Validating a Termite-Inspired Construction Coordination Mechanism Using an Autonomous Robot

A template-based feedback process like the one considered here could potentially provide a novel mechanism to help coordinate environmentally-responsive building in collective robots. It requires no direct communication between agents, nor do agents respond directly to perceived configurations of material depositions, as they do in many insect-inspired models (Theraulaz and Bonabeau, 1995; Werfel et al., 2014). Rather, it is the indirect effect of the depositions on another relevant cue—in this case, local increases in air humidity—that prompts the local response by the agent, creating an environmentally mediated method of construction for scenarios where direct communication between agents may be unreliable or difficult. Philosophically, this approach hearkens back to early robotic investigations in collective construction, which saw a volatile template or environment as a key feature of such algorithms (Melhuish et al., 2006).

Abstract

Validating a Termite-Inspired Construction Coordination Mechanism Using an Autonomous Robot

Nicole E. Carey, Paul Bardunias, Radhika Nagpal, Justin Werfel

Frontiers in Robotics and AI 2021

Many species of termites build large, structurally complex mounds, and the mechanisms behind this coordinated construction have been a longstanding topic of investigation.

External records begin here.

use std::fs;
use std::path::{Path, PathBuf};

use anyhow::{Context, Result};
use favicon_core::{
    DEFAULT_FAVICON_DIR, DEFAULT_ICO_SIZES, DEFAULT_SOURCE_NAME, FaviconGenerator, IconSpec,
    SizeTable, default_icon_specs,
};
use serde::{Deserialize, Serialize};

pub const CONFIG_FILE_NAME: &str = "favicons.yaml";

#[derive(Serialize, Deserialize, Clone, Debug, PartialEq)]
pub struct Config {
    #[serde(default = "default_source")]
    pub source: PathBuf,
    #[serde(default = "default_output_dir")]
    pub output_dir: PathBuf,
    #[serde(default = "default_icon_specs")]
    pub sizes: Vec<IconSpec>,
    #[serde(default = "default_ico_sizes")]
    pub ico_sizes: Vec<u32>,
}

fn default_source() -> PathBuf {
    Path::new(DEFAULT_FAVICON_DIR).join(DEFAULT_SOURCE_NAME)
}

fn default_output_dir() -> PathBuf {
    PathBuf::from(DEFAULT_FAVICON_DIR)
}

fn default_ico_sizes() -> Vec<u32> {
    DEFAULT_ICO_SIZES.to_vec()
}

impl Default for Config {
    fn default() -> Self {
        Config {
            source: default_source(),
            output_dir: default_output_dir(),
            sizes: default_icon_specs(),
            ico_sizes: default_ico_sizes(),
        }
    }
}

pub fn get_current_dir() -> PathBuf {
    std::env::current_dir().unwrap_or_else(|_| PathBuf::from("."))
}

impl Config {
    /// Load `explicit` if given, else `<root>/favicons.yaml` if it exists,
    /// else the built-in layout.
    pub fn load(root: &Path, explicit: Option<&Path>) -> Result<Self> {
        let path = match explicit {
            Some(path) => root.join(path),
            None => {
                let path = root.join(CONFIG_FILE_NAME);
                if !path.is_file() {
                    tracing::debug!("no {CONFIG_FILE_NAME} found, using built-in layout");
                    return Ok(Config::default());
                }
                path
            }
        };

        let content = fs::read_to_string(&path)
            .with_context(|| format!("failed to read config file {}", path.display()))?;
        tracing::debug!(path = %path.display(), "loaded config");
        Self::parse(&content).with_context(|| format!("invalid config file {}", path.display()))
    }

    pub fn parse(content: &str) -> Result<Self> {
        // 空文件视为全部默认
        if content.trim().is_empty() {
            return Ok(Config::default());
        }
        Ok(serde_yaml::from_str(content)?)
    }

    pub fn into_generator(self, root: &Path) -> Result<FaviconGenerator> {
        let table = SizeTable::new(self.sizes).context("invalid size table")?;

        FaviconGenerator::new(root.join(self.source), root.join(self.output_dir))
            .with_size_table(table)
            .with_ico_sizes(self.ico_sizes)
            .context("invalid ico_sizes")
    }
}

#[cfg(test)]
mod tests {
    use super::*;

    #[test]
    fn empty_config_is_default() {
        assert_eq!(Config::parse("").unwrap(), Config::default());
        assert_eq!(Config::parse("{}").unwrap(), Config::default());
    }

    #[test]
    fn default_config_matches_project_layout() {
        let root = Path::new("/repo");
        let from_config = Config::default().into_generator(root).unwrap();
        let fixed = FaviconGenerator::for_project(root);

        assert_eq!(from_config.source(), fixed.source());
        assert_eq!(from_config.output_dir(), fixed.output_dir());
        assert_eq!(from_config.size_table(), fixed.size_table());
    }

    #[test]
    fn partial_override_keeps_other_defaults() {
        let config = Config::parse(
            "sizes:\n  - { file: icon-16.png, size: 16 }\n  - { file: icon-64.png, size: 64 }\n",
        )
        .unwrap();

        assert_eq!(
            config.sizes,
            vec![IconSpec::new("icon-16.png", 16), IconSpec::new("icon-64.png", 64)]
        );
        assert_eq!(config.ico_sizes, vec![16, 32, 48]);
        assert_eq!(config.output_dir, PathBuf::from(DEFAULT_FAVICON_DIR));
    }

    #[test]
    fn relative_paths_resolve_against_root() {
        let config = Config::parse("source: art/logo.svg\noutput_dir: public\n").unwrap();
        let generator = config.into_generator(Path::new("/repo")).unwrap();

        assert_eq!(generator.source(), Path::new("/repo/art/logo.svg"));
        assert_eq!(generator.output_dir(), Path::new("/repo/public"));
    }

    #[test]
    fn duplicate_sizes_are_rejected() {
        let config = Config::parse(
            "sizes:\n  - { file: a.png, size: 16 }\n  - { file: a.png, size: 32 }\n",
        )
        .unwrap();

        assert!(config.into_generator(Path::new("/repo")).is_err());
    }

    #[test]
    fn malformed_yaml_is_an_error() {
        assert!(Config::parse("sizes: 12").is_err());
        assert!(Config::parse("ico_sizes: [-1]").is_err());
    }
}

Recent work has suggested that humidity may play a key role in the mound expansion of savannah-dwelling Macrotermes species: termites preferentially deposit soil on the mound surface at the boundary of the high-humidity region characteristic of the mound interior, implying a coordination mechanism through environmental feedback where addition of wet soil influences the humidity profile and vice versa. Here we test this potential mechanism physically using a robotic system. Local humidity measurements provide a cue for material deposition. As the analogue of the termite’s deposition of wet soil and corresponding local increase in humidity, the robot drips water onto an absorbent substrate as it moves. Results show that the robot extends a semi-enclosed area outward when air is undisturbed, but closes it off when air is disturbed by an external fan, consistent with termite building activity in still vs. windy conditions. This result demonstrates an example of adaptive construction patterns arising from the proposed coordination mechanism, and supports the hypothesis that such a mechanism operates in termites.